Well, I finally made it to Bethany, even though I had to go on my own because everyone else had gone shopping again. I got the bus and got there around eleven; I was glad to see it so deserted and free of people. I bought a map at the Tourist Information booth and set off for my walk, and for the rest of the day I only had the clump, clump of my boots and my own thoughts for company.
I took the usual route along the road through Delphstones and then up past Tunscarr Mill, past the Manor, up the narrow track beyond and then stumbled across hummocks of grassy heath until I reached the lip of the valley leading to the Edge. The ground was very icy and iron hard: the valley yawned dark blue and I must admit I was slightly spooked. It’s such a forgotten and remote place that I might as well have been the only human being on earth. I kept casting nervous glances around me. I don’t know what I feared or expected to see.
I sat down to eat my sandwiches but as soon as they were done I clambered up the steps at the head of the valley and out of that place, out at last onto the top of the Edge itself, bathed in bright sunshine. Hard and crunchy snow still lingered in the hollows and shaded places and I stood for quite a while, just taken in by the view and my surroundings, silence all around me save for the gurgling of a distant waterfall somewhere off to my left.
I decided on a different route to the one Dad and I took in September and followed a stream up towards its source. There was no path and it was slippery and difficult going over the frosty ground. Then I struck off to the left, heading roughly for a trig point I could see on the horizon, straight into the sun. It got tough going, and the landscape looked like something from the arctic tundra, a sea of hummocks dusted white with frost, great patches of frozen snow whose crust supported my weight without breaking, above an incandescent sky, stark silhouettes of sheep ahead of me.
At the trig’ point there was a fine view away towards the dark Lancashire moors, although the weather looked ominous, dark clouds and mist rolling in across the grey moorland. I didn’t fancy being caught in a snow-storm, so I headed back down to Tunscarr Edge, resting a while in the favoured hollow above the rocks. All around me I could hear the clockwork chuckle of grouse drifting across the silent emptiness and occasionally see them as they whirred low over the snowy wastes.

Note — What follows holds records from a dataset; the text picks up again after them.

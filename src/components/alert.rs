//! Alert banners for submission errors. Messages must be safe to render
//! and should never include secrets or tokens.

use crate::common::{api::sanitize_body, AppError};
use serde::Serialize;

/// Alert style. Forms only raise errors; the kind is kept in the view so
/// renderers can style the banner.
#[derive(Clone, Copy, Debug, PartialEq, Eq, Serialize)]
#[serde(rename_all = "snake_case")]
pub enum AlertKind {
    Error,
}

#[derive(Clone, Debug, PartialEq, Eq, Serialize)]
pub struct Alert {
    pub kind: AlertKind,
    pub message: String,
}

impl Alert {
    /// Error banner for a failed submission.
    #[must_use]
    pub fn error(err: &AppError) -> Self {
        Self {
            kind: AlertKind::Error,
            message: format_error(err),
        }
    }
}

/// Maps errors to user-facing strings; config messages are already phrased for
/// users and server bodies are shortened for display.
fn format_error(err: &AppError) -> String {
    match err {
        AppError::Config(message) => message.clone(),
        AppError::Http { status, message } => {
            format!("Request failed ({status}): {}", sanitize_body(message))
        }
        _ => err.to_string(),
    }
}
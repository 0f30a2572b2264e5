//! Generic form engine: a schema, shared state, and a submission that posts the
//! validated values and navigates on success. Concrete forms implement
//! [`FormKind`] and are used through [`AuthForm`].

pub mod outcome;
pub mod schema;
pub mod state;
pub mod submission;

use self::{outcome::SubmissionOutcome, schema::Schema, state::FormState, submission::Submission};
use crate::{
    common::{ApiClient, AppConfig, AppError},
    components::{FormView, Layout},
    routes::Navigator,
};
use serde::{de::DeserializeOwned, Serialize};
use std::{fmt, marker::PhantomData, sync::Arc};
use tracing::{debug, error, info, warn};

/// Static description of one form.
pub trait FormKind {
    /// Typed payload decoded from the validated fields and sent as JSON.
    type Values: Serialize + DeserializeOwned + fmt::Debug + Send;
    /// Parsed 2xx response body.
    type Response: DeserializeOwned + Send;

    /// Short name used in logs.
    const NAME: &'static str;

    fn schema() -> Schema;

    fn submission() -> Submission;

    fn layout() -> Layout;

    /// Runs after the response is parsed and before navigation.
    fn on_success(_response: &Self::Response) {}
}

/// A mounted form: state, API client and navigator for one [`FormKind`].
pub struct AuthForm<K: FormKind> {
    state: FormState,
    client: ApiClient,
    navigator: Arc<dyn Navigator>,
    app_base_url: String,
    kind: PhantomData<K>,
}

impl<K: FormKind> AuthForm<K> {
    /// Creates the form with empty values, applying configured message overrides.
    ///
    /// # Errors
    /// Returns `AppError::Config` if the API client cannot be built.
    pub fn new(config: &AppConfig, navigator: Arc<dyn Navigator>) -> Result<Self, AppError> {
        let mut schema = K::schema();
        for entry in &config.messages {
            if !schema.override_message(&entry.field, &entry.message) {
                warn!(form = K::NAME, field = %entry.field, "message override for unknown field");
            }
        }

        Ok(Self {
            state: FormState::new(schema),
            client: ApiClient::new(config)?,
            navigator,
            app_base_url: config.app_base_url.clone(),
            kind: PhantomData,
        })
    }

    #[must_use]
    pub const fn state(&self) -> &FormState {
        &self.state
    }

    /// Updates a field; see [`FormState::set`].
    pub fn set(&self, field: &str, value: impl Into<String>) -> bool {
        self.state.set(field, value)
    }

    /// Validates, posts and navigates.
    ///
    /// Nothing is sent if a field is invalid. Failures are logged and returned;
    /// the form keeps its values and exposes the failure through its view.
    pub async fn submit(&self) -> SubmissionOutcome<K::Response> {
        let submission = K::submission();
        let client = &self.client;
        let navigator = &self.navigator;

        let outcome = self
            .state
            .submit(|values: K::Values| async move {
                info!(form = K::NAME, url = %client.url(submission.endpoint), "sending request");
                debug!(form = K::NAME, payload = ?values, "request payload");

                let response: K::Response = submission.send(client, &values).await?;
                K::on_success(&response);
                navigator.push(submission.success_path);
                Ok(response)
            })
            .await;

        match &outcome {
            SubmissionOutcome::Invalid(errors) => {
                debug!(form = K::NAME, %errors, "validation failed");
            }
            SubmissionOutcome::Failed(err) => {
                error!(form = K::NAME, error = %err, "submission failed");
            }
            SubmissionOutcome::Busy => {
                debug!(form = K::NAME, "submission already in flight");
            }
            SubmissionOutcome::Success(_) => {}
        }

        outcome
    }

    /// Current view model for rendering.
    #[must_use]
    pub fn view(&self) -> FormView {
        FormView::build(&K::layout(), &self.state, &self.app_base_url)
    }
}

impl<K: FormKind> fmt::Debug for AuthForm<K> {
    fn fmt(&self, formatter: &mut fmt::Formatter<'_>) -> fmt::Result {
        formatter
            .debug_struct("AuthForm")
            .field("kind", &K::NAME)
            .field("state", &self.state)
            .finish_non_exhaustive()
    }
}
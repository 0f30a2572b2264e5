pub mod prompt;
pub mod render;
pub mod submit;

// Internal "interpreter" for `Action`.
mod run;

#[derive(Debug)]
pub enum Action {
    Login(submit::Args),
    Register(submit::Args),
    Render(render::Args),
}

impl Action {
    /// Execute the action.
    /// # Errors
    /// Returns an error if the action fails.
    pub async fn execute(self) -> anyhow::Result<()> {
        run::execute(self).await
    }
}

I took another ‘path’ straight across to three low hills (I conquered the summit of the leftmost one), then down past a farm house (barked at by dog) and tromped swiftly back towards Bethany, pausing only to shatter frozen puddles with my boots. I met some old character with a stick and his dog, “How do! Grand, i’n’t it?” he almost shouted at me as we passed.
The sun was finally setting as I approached Bethany and by now it was icy cold now and the wind was painful on my face and ears. And it was still only early afternoon! But I was so loathe to leave I lingered a long while in the churchyard and the narrow streets.
I caught the bus back at three. I spent the evening in.
As I walked today, enjoying the sun and spaces, what occurred to me was how ‘all good things come to an end’ but how there are always other good times to look forward to, because bad situations and events never last and must end too. And so it goes, on and on throughout life, wishing time away, things looked forward to and longed yet over so quickly. And at the end? At the end is Death and that goes on forever.